Permanent Record

Edward Snowden

Published: September 17th 2019

Read: June 22, 2021

This was not a well written book.

But more importantly, this also wasn’t a very interesting book.
There were some insights that I liked towards the end which made it entirely enjoyable enough for me.

Edward Snowden’s autobiography spans Snowden’s entire life and is a portrait of a man who seemingly has everything figured out.  This is a man who is trying to put his spin on the story, and build up his own character as a person of moral conviction, a child of civil servants who was instilled in his own mind the need to fundamentally serve his country.  A man who writes about his savant like interaction with computers throughout his childhood. A young man who took a noble stint in the military early on that got him injured,  where he was almost locked in Ft. Meade on 9/11.


This is a very stiffly written account, and unfortunately for me I may have been lead down this path when I saw an online review before finishing Permanent Record about the writing style.  That review managed to take the approach that Ed Snowden portrays himself as the smartest man alive.  Hey did you know, that video games got people into computers?
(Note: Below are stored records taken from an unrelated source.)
//! Node key and row types.

use std::fmt;

use crate::config::DepthBase;
use crate::path::TreePath;

/// Opaque, comparable node key.
///
/// Keys are compared and embedded in paths by their string form, so numeric
/// ids order lexicographically (`"10" < "2"`).
#[derive(Debug, Clone, PartialEq, Eq, PartialOrd, Ord, Hash)]
#[cfg_attr(feature = "serde", derive(serde::Serialize, serde::Deserialize))]
#[cfg_attr(feature = "serde", serde(transparent))]
pub struct NodeId(String);

impl NodeId {
    /// Creates a key from its string form.
    pub fn new(id: impl Into<String>) -> Self {
        Self(id.into())
    }

    /// Returns the key as a string slice.
    pub fn as_str(&self) -> &str {
        &self.0
    }
}

impl fmt::Display for NodeId {
    fn fmt(&self, f: &mut fmt::Formatter<'_>) -> fmt::Result {
        f.write_str(&self.0)
    }
}

impl From<&str> for NodeId {
    fn from(id: &str) -> Self {
        Self(id.to_string())
    }
}

impl From<String> for NodeId {
    fn from(id: String) -> Self {
        Self(id)
    }
}

impl From<u64> for NodeId {
    fn from(id: u64) -> Self {
        Self(id.to_string())
    }
}

impl From<u32> for NodeId {
    fn from(id: u32) -> Self {
        Self(id.to_string())
    }
}

impl From<i64> for NodeId {
    fn from(id: i64) -> Self {
        Self(id.to_string())
    }
}

/// A row of a tree table.
///
/// `path` and `explicit_path` are derived state owned by the tree as a whole:
/// moving one node can rewrite the paths of an unbounded number of rows.
#[derive(Debug, Clone, PartialEq, Eq)]
#[cfg_attr(feature = "serde", derive(serde::Serialize, serde::Deserialize))]
pub struct Node {
    /// Unique key.
    pub id: NodeId,
    /// Parent key (`None` = root).
    pub parent_id: Option<NodeId>,
    /// Materialized path (`None` = not computed yet).
    pub path: Option<TreePath>,
    /// Path built from labels instead of keys, when the node type keeps one.
    pub explicit_path: Option<TreePath>,
    /// Human-readable property the explicit path is built from.
    pub label: Option<String>,
}

impl Node {
    /// Creates a node with no computed paths.
    pub fn new(id: impl Into<NodeId>, parent_id: Option<NodeId>) -> Self {
        Self {
            id: id.into(),
            parent_id,
            path: None,
            explicit_path: None,
            label: None,
        }
    }

    /// Creates a root node.
    pub fn root(id: impl Into<NodeId>) -> Self {
        Self::new(id, None)
    }

    /// Creates a node under `parent`.
    pub fn child_of(id: impl Into<NodeId>, parent: impl Into<NodeId>) -> Self {
        Self::new(id, Some(parent.into()))
    }

    /// Sets the label used for the explicit path.
    pub fn with_label(mut self, label: impl Into<String>) -> Self {
        self.label = Some(label.into());
        self
    }

    /// Sets a precomputed path.
    pub fn with_path(mut self, path: TreePath) -> Self {
        self.path = Some(path);
        self
    }

    /// Returns true if the node has no parent.
    pub fn is_root(&self) -> bool {
        self.parent_id.is_none()
    }

    /// Segment used in the explicit path: the label, or the key when unlabeled.
    pub fn explicit_segment(&self) -> &str {
        self.label.as_deref().unwrap_or(self.id.as_str())
    }

    /// Depth derived from the path; `None` until the path is computed.
    pub fn depth(&self, separator: char, base: DepthBase) -> Option<usize> {
        self.path.as_ref().map(|p| p.depth(separator, base))
    }
}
Is just one almost painfully cringey few pages in the book. I suppose what I was looking for from this book was an instruction manual on how to use proper protection when dealing with nefarious denizens of the internet, coupled with the detailed events of how Snowden actually was extricated to Hong Kong where I watched the documentary CitizenFour by Laura Poitras. 
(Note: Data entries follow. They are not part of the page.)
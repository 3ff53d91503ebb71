//! Per node type tree configuration.

use crate::error::PathResult;
use crate::node::Node;
use crate::path::TreePath;

/// Where depth counting starts.
#[derive(Debug, Clone, Copy, PartialEq, Eq, Default)]
#[cfg_attr(feature = "serde", derive(serde::Serialize, serde::Deserialize))]
pub enum DepthBase {
    /// Roots have depth 0.
    #[default]
    RootIsZero,
    /// Roots have depth 1.
    RootIsOne,
}

/// Explicit path column, built from a human-readable property.
#[derive(Debug, Clone, PartialEq, Eq)]
#[cfg_attr(feature = "serde", derive(serde::Serialize, serde::Deserialize))]
pub struct ExplicitPathConfig {
    /// Column holding the explicit path.
    pub column: String,
    /// Property whose value forms each segment.
    pub property: String,
}

/// Configuration of one node type.
///
/// Passed explicitly into every engine and store operation so that node
/// types with different layouts can coexist.
///
/// # Example
///
/// ```rust
/// use matpath::{DepthBase, TreeConfig};
///
/// let config = TreeConfig::builder("category")
///     .with_separator('.')
///     .with_path_column("lineage")
///     .with_explicit_path("slug_path", "slug")
///     .with_depth_base(DepthBase::RootIsOne)
///     .build();
///
/// assert_eq!(config.node_type, "category");
/// assert_eq!(config.separator, '.');
/// assert!(config.has_explicit_path());
/// ```
#[derive(Debug, Clone, PartialEq, Eq)]
#[cfg_attr(feature = "serde", derive(serde::Serialize, serde::Deserialize))]
pub struct TreeConfig {
    /// Name of the node type (table/model), used in errors.
    pub node_type: String,
    /// Column holding the parent key.
    pub parent_column: String,
    /// Column holding the materialized path.
    pub path_column: String,
    /// Path separator; must never occur inside a key's string form.
    pub separator: char,
    /// Explicit path column (None = not maintained).
    pub explicit_path: Option<ExplicitPathConfig>,
    /// Depth origin.
    pub depth_base: DepthBase,
}

impl Default for TreeConfig {
    fn default() -> Self {
        TreeConfigBuilder::new("node").build()
    }
}

impl TreeConfig {
    /// Creates a new builder for the given node type.
    pub fn builder(node_type: impl Into<String>) -> TreeConfigBuilder {
        TreeConfigBuilder::new(node_type)
    }

    /// Returns true if an explicit path column is maintained.
    pub fn has_explicit_path(&self) -> bool {
        self.explicit_path.is_some()
    }

    /// Computes the path `node` should have under a parent with `parent_path`.
    pub fn path_for(&self, node: &Node, parent_path: Option<&TreePath>) -> PathResult<TreePath> {
        match parent_path {
            Some(parent) => parent.child(node.id.as_str(), self.separator),
            None => TreePath::root(node.id.as_str(), self.separator),
        }
    }

    /// Computes the explicit path `node` should have under `parent_explicit`.
    pub fn explicit_path_for(
        &self,
        node: &Node,
        parent_explicit: Option<&TreePath>,
    ) -> PathResult<TreePath> {
        match parent_explicit {
            Some(parent) => parent.child(node.explicit_segment(), self.separator),
            None => TreePath::root(node.explicit_segment(), self.separator),
        }
    }
}

/// Builder for TreeConfig.
#[derive(Debug, Clone)]
pub struct TreeConfigBuilder {
    node_type: String,
    parent_column: String,
    path_column: String,
    separator: char,
    explicit_path: Option<ExplicitPathConfig>,
    depth_base: DepthBase,
}

impl TreeConfigBuilder {
    fn new(node_type: impl Into<String>) -> Self {
        Self {
            node_type: node_type.into(),
            parent_column: "parent_id".to_string(),
            path_column: "path".to_string(),
            separator: '/',
            explicit_path: None,
            depth_base: DepthBase::default(),
        }
    }

    /// Sets the parent column name.
    pub fn with_parent_column(mut self, column: impl Into<String>) -> Self {
        self.parent_column = column.into();
        self
    }

    /// Sets the path column name.
    pub fn with_path_column(mut self, column: impl Into<String>) -> Self {
        self.path_column = column.into();
        self
    }

    /// Sets the path separator.
    pub fn with_separator(mut self, separator: char) -> Self {
        self.separator = separator;
        self
    }

    /// Maintains an explicit path in `column`, built from `property`.
    pub fn with_explicit_path(
        mut self,
        column: impl Into<String>,
        property: impl Into<String>,
    ) -> Self {
        self.explicit_path = Some(ExplicitPathConfig {
            column: column.into(),
            property: property.into(),
        });
        self
    }

    /// Sets the depth origin.
    pub fn with_depth_base(mut self, depth_base: DepthBase) -> Self {
        self.depth_base = depth_base;
        self
    }

    /// Builds the TreeConfig.
    pub fn build(self) -> TreeConfig {
        TreeConfig {
            node_type: self.node_type,
            parent_column: self.parent_column,
            path_column: self.path_column,
            separator: self.separator,
            explicit_path: self.explicit_path,
            depth_base: self.depth_base,
        }
    }
}

#[cfg(test)]
mod tests {
    use super::*;
    use crate::error::PathError;

    #[test]
    fn test_tree_config_default() {
        let config = TreeConfig::default();
        assert_eq!(config.node_type, "node");
        assert_eq!(config.parent_column, "parent_id");
        assert_eq!(config.path_column, "path");
        assert_eq!(config.separator, '/');
        assert!(!config.has_explicit_path());
        assert_eq!(config.depth_base, DepthBase::RootIsZero);
    }

    #[test]
    fn test_builder_chaining() {
        let config = TreeConfig::builder("folder")
            .with_parent_column("owner")
            .with_explicit_path("name_path", "name")
            .build();

        assert_eq!(config.parent_column, "owner");
        assert_eq!(
            config.explicit_path,
            Some(ExplicitPathConfig {
                column: "name_path".to_string(),
                property: "name".to_string(),
            })
        );
    }

    #[test]
    fn test_path_for() {
        let config = TreeConfig::default();
        let root = Node::root(1u64);
        let root_path = config.path_for(&root, None).unwrap();
        assert_eq!(root_path.as_str(), "/1");

        let child = Node::child_of(2u64, 1u64);
        assert_eq!(
            config.path_for(&child, Some(&root_path)).unwrap().as_str(),
            "/1/2"
        );
    }

    #[test]
    fn test_explicit_path_for_uses_label() {
        let config = TreeConfig::builder("page")
            .with_explicit_path("slug_path", "slug")
            .build();
        let root = Node::root(1u64).with_label("home");
        let root_explicit = config.explicit_path_for(&root, None).unwrap();
        assert_eq!(root_explicit.as_str(), "/home");

        let child = Node::child_of(2u64, 1u64).with_label("about");
        assert_eq!(
            config
                .explicit_path_for(&child, Some(&root_explicit))
                .unwrap()
                .as_str(),
            "/home/about"
        );
    }

    #[test]
    fn test_key_containing_separator_rejected() {
        let config = TreeConfig::builder("node").with_separator('.').build();
        let node = Node::root("1.5");
        assert!(matches!(
            config.path_for(&node, None),
            Err(PathError::SeparatorInSegment { .. })
        ));
    }
}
That documentary is much more interesting than this book. Other than a few references to using Signal for end to end encryption, and how in the wake of his actions, Congress has some larger level of awareness of private citizen surveillance than before, many details remain in the last third of the memoir. The material regarding the courts in particular and the methodologies available (or not) through the three branches of government were very enlightening. Specifically the limitations of information getting shared or even reviewed between the Legislature and the Judiciary. The interactions between Wikileaks and Snowden were very intriguing as well as the interactions between Ed and the Russian government.  I have nothing to base this on but the interactions with the Russians seems to be somewhat glossed over from what actually occurred, but that might be attributable to Snowden’s writing style.
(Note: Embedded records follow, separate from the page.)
//! Row filters, field updates and prefix rewrites understood by a store.
//!
//! [`RowFilter::matches`] and [`PrefixRewrite::apply`] define the exact
//! semantics; a SQL-backed store translates them into `WHERE` clauses and
//! `UPDATE ... SET path = :new || substr(path, :len)`.

use std::fmt;

use matpath::{Node, NodeId, TreePath};

/// Predicate over rows of one node type.
#[derive(Debug, Clone, PartialEq, Eq)]
pub enum RowFilter {
    /// Every row.
    All,
    /// `id = :id`
    IdEq(NodeId),
    /// `parent_id = :id`, or `parent_id IS NULL` for `None`.
    ParentEq(Option<NodeId>),
    /// `path = :path`
    PathEq(TreePath),
    /// `path IS NULL`
    PathIsNull,
    /// `path IS NOT NULL`
    PathIsNotNull,
    /// `path LIKE :prefix || '%'`
    PathStartsWith(String),
    /// `:path LIKE row.path || separator || '%'` (the row is a strict ancestor of `:path`).
    PathIsAncestorOf(TreePath),
    /// Conjunction.
    And(Vec<RowFilter>),
    /// Disjunction.
    Or(Vec<RowFilter>),
}

impl RowFilter {
    /// Evaluates the filter against one row.
    pub fn matches(&self, node: &Node, separator: char) -> bool {
        match self {
            RowFilter::All => true,
            RowFilter::IdEq(id) => &node.id == id,
            RowFilter::ParentEq(parent) => &node.parent_id == parent,
            RowFilter::PathEq(path) => node.path.as_ref() == Some(path),
            RowFilter::PathIsNull => node.path.is_none(),
            RowFilter::PathIsNotNull => node.path.is_some(),
            RowFilter::PathStartsWith(prefix) => node
                .path
                .as_ref()
                .is_some_and(|p| p.as_str().starts_with(prefix.as_str())),
            RowFilter::PathIsAncestorOf(target) => node
                .path
                .as_ref()
                .is_some_and(|p| p.is_ancestor_of(target, separator)),
            RowFilter::And(filters) => filters.iter().all(|f| f.matches(node, separator)),
            RowFilter::Or(filters) => filters.iter().any(|f| f.matches(node, separator)),
        }
    }

    /// Number of top-level OR branches (1 for any other filter).
    pub fn branch_count(&self) -> usize {
        match self {
            RowFilter::Or(filters) => filters.len(),
            _ => 1,
        }
    }
}

impl fmt::Display for RowFilter {
    fn fmt(&self, f: &mut fmt::Formatter<'_>) -> fmt::Result {
        match self {
            RowFilter::All => write!(f, "TRUE"),
            RowFilter::IdEq(id) => write!(f, "id = '{id}'"),
            RowFilter::ParentEq(Some(id)) => write!(f, "parent = '{id}'"),
            RowFilter::ParentEq(None) => write!(f, "parent IS NULL"),
            RowFilter::PathEq(path) => write!(f, "path = '{path}'"),
            RowFilter::PathIsNull => write!(f, "path IS NULL"),
            RowFilter::PathIsNotNull => write!(f, "path IS NOT NULL"),
            RowFilter::PathStartsWith(prefix) => write!(f, "path LIKE '{prefix}%'"),
            RowFilter::PathIsAncestorOf(path) => write!(f, "'{path}' LIKE path || sep || '%'"),
            RowFilter::And(filters) => write_joined(f, filters, " AND "),
            RowFilter::Or(filters) => write_joined(f, filters, " OR "),
        }
    }
}

fn write_joined(f: &mut fmt::Formatter<'_>, filters: &[RowFilter], op: &str) -> fmt::Result {
    write!(f, "(")?;
    for (i, filter) in filters.iter().enumerate() {
        if i > 0 {
            f.write_str(op)?;
        }
        write!(f, "{filter}")?;
    }
    write!(f, ")")
}

/// A column assignment applied by [`crate::PathStore::update_where`].
#[derive(Debug, Clone, PartialEq, Eq)]
pub enum FieldUpdate {
    /// Sets the parent key.
    Parent(Option<NodeId>),
    /// Sets the path.
    Path(Option<TreePath>),
    /// Sets the explicit path.
    ExplicitPath(Option<TreePath>),
}

impl FieldUpdate {
    /// Applies the assignment to a row.
    pub fn apply(&self, node: &mut Node) {
        match self {
            FieldUpdate::Parent(parent) => node.parent_id = parent.clone(),
            FieldUpdate::Path(path) => node.path = path.clone(),
            FieldUpdate::ExplicitPath(path) => node.explicit_path = path.clone(),
        }
    }
}

/// Replaces a path prefix for a node row and every row under it.
///
/// Rows are selected by `path`: the row whose path equals `old` and every row
/// whose path starts with `old + separator`. When `explicit` is set, the
/// explicit path of the same rows gets the matching prefix replacement.
#[derive(Debug, Clone, PartialEq, Eq)]
pub struct PrefixRewrite {
    /// Current path of the moved node.
    pub old: TreePath,
    /// New path of the moved node.
    pub new: TreePath,
    /// Old and new explicit path of the moved node.
    pub explicit: Option<(TreePath, TreePath)>,
}

impl PrefixRewrite {
    /// Creates a rewrite of the `path` column only.
    pub fn new(old: TreePath, new: TreePath) -> Self {
        Self {
            old,
            new,
            explicit: None,
        }
    }

    /// Also rewrites the explicit path column.
    pub fn with_explicit(mut self, old: TreePath, new: TreePath) -> Self {
        self.explicit = Some((old, new));
        self
    }

    /// Filter selecting the rows this rewrite touches.
    pub fn selection(&self, separator: char) -> RowFilter {
        RowFilter::Or(vec![
            RowFilter::PathEq(self.old.clone()),
            RowFilter::PathStartsWith(self.old.descendant_prefix(separator)),
        ])
    }

    /// Applies the rewrite to one row; returns true if the row was selected.
    pub fn apply(&self, node: &mut Node, separator: char) -> bool {
        let Some(rewritten) = node
            .path
            .as_ref()
            .and_then(|p| p.rewrite_prefix(&self.old, &self.new, separator))
        else {
            return false;
        };
        node.path = Some(rewritten);

        if let Some((old, new)) = &self.explicit {
            if let Some(explicit) = node
                .explicit_path
                .as_ref()
                .and_then(|p| p.rewrite_prefix(old, new, separator))
            {
                node.explicit_path = Some(explicit);
            }
        }
        true
    }
}

#[cfg(test)]
mod tests {
    use super::*;

    fn path(s: &str) -> TreePath {
        TreePath::parse(s, '/').unwrap()
    }

    fn node(id: u64, parent: Option<u64>, p: Option<&str>) -> Node {
        let mut n = Node::new(id, parent.map(NodeId::from));
        n.path = p.map(path);
        n
    }

    #[test]
    fn test_filter_matches_basic() {
        let n = node(4, Some(2), Some("/1/2/4"));

        assert!(RowFilter::All.matches(&n, '/'));
        assert!(RowFilter::IdEq(NodeId::from(4u64)).matches(&n, '/'));
        assert!(RowFilter::ParentEq(Some(NodeId::from(2u64))).matches(&n, '/'));
        assert!(!RowFilter::ParentEq(None).matches(&n, '/'));
        assert!(RowFilter::PathIsNotNull.matches(&n, '/'));
        assert!(!RowFilter::PathIsNull.matches(&n, '/'));
        assert!(RowFilter::PathStartsWith("/1/2/".to_string()).matches(&n, '/'));
    }

    #[test]
    fn test_filter_starts_with_respects_separator_in_prefix() {
        let twenty = node(20, Some(1), Some("/1/20"));
        assert!(!RowFilter::PathStartsWith("/1/2/".to_string()).matches(&twenty, '/'));
    }

    #[test]
    fn test_filter_ancestor_of() {
        let root = node(1, None, Some("/1"));
        let two = node(2, Some(1), Some("/1/2"));
        let twenty = node(20, Some(1), Some("/1/20"));
        let filter = RowFilter::PathIsAncestorOf(path("/1/20/7"));

        assert!(filter.matches(&root, '/'));
        assert!(!filter.matches(&two, '/'));
        assert!(filter.matches(&twenty, '/'));
    }

    #[test]
    fn test_filter_null_path_never_matches_prefix() {
        let n = node(3, None, None);
        assert!(!RowFilter::PathStartsWith("/".to_string()).matches(&n, '/'));
        assert!(RowFilter::And(vec![RowFilter::IdEq(NodeId::from(3u64)), RowFilter::PathIsNull])
            .matches(&n, '/'));
    }

    #[test]
    fn test_branch_count() {
        assert_eq!(RowFilter::All.branch_count(), 1);
        assert_eq!(
            RowFilter::Or(vec![RowFilter::All, RowFilter::PathIsNull]).branch_count(),
            2
        );
    }

    #[test]
    fn test_filter_display() {
        let filter = RowFilter::Or(vec![
            RowFilter::PathStartsWith("/1/2/".to_string()),
            RowFilter::PathStartsWith("/7/".to_string()),
        ]);
        assert_eq!(filter.to_string(), "(path LIKE '/1/2/%' OR path LIKE '/7/%')");
    }

    #[test]
    fn test_prefix_rewrite_apply() {
        let rewrite = PrefixRewrite::new(path("/1/2"), path("/1/3/2"));

        let mut moved = node(2, Some(3), Some("/1/2"));
        let mut below = node(4, Some(2), Some("/1/2/4"));
        let mut lookalike = node(20, Some(1), Some("/1/20"));

        assert!(rewrite.apply(&mut moved, '/'));
        assert!(rewrite.apply(&mut below, '/'));
        assert!(!rewrite.apply(&mut lookalike, '/'));

        assert_eq!(moved.path, Some(path("/1/3/2")));
        assert_eq!(below.path, Some(path("/1/3/2/4")));
        assert_eq!(lookalike.path, Some(path("/1/20")));
    }

    #[test]
    fn test_prefix_rewrite_explicit() {
        let rewrite = PrefixRewrite::new(path("/1/2"), path("/1/3/2"))
            .with_explicit(path("/home/docs"), path("/home/blog/docs"));

        let mut below = node(4, Some(2), Some("/1/2/4"));
        below.explicit_path = Some(path("/home/docs/intro"));

        assert!(rewrite.apply(&mut below, '/'));
        assert_eq!(below.explicit_path, Some(path("/home/blog/docs/intro")));
    }

    #[test]
    fn test_field_update_apply() {
        let mut n = node(2, Some(1), Some("/1/2"));
        FieldUpdate::Parent(None).apply(&mut n);
        FieldUpdate::Path(None).apply(&mut n);
        assert!(n.parent_id.is_none());
        assert!(n.path.is_none());
    }
}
One part that fascinated me was how did Ed managed to get his girlfriend to stick with him through this whole series of events. The way he tells it they were on the rocks to begin with and actually seemed to be totally broken up and then through some mysterious ways she extricates herself to Moscow with Snowden to get married and live their limbo criminal life. His efforts early on at metaphor approach my own sophistication when making some vague references to the Pantheon of Olympic gods to the intelligence community.

I don’t know Snowden, but he writes like any sort of anti-social nerd I’ve met throughout my life.  The tone becomes a bit grating because observations and deductions are stated as fact occurring a priori to Ed.  He’s the smart guy so it occurred to him to re purpose an old computer to make copies of programs from STELLARWIND or what have you.  Its also quite funny at bits.  Like the idea that in theory all program names are supposed to be random but that rule is constantly broken to get people having interesting sounding projects to work on. Alas, Permanent Record could have used more of this for me and less diatribes into Mario’s parallels to the information state.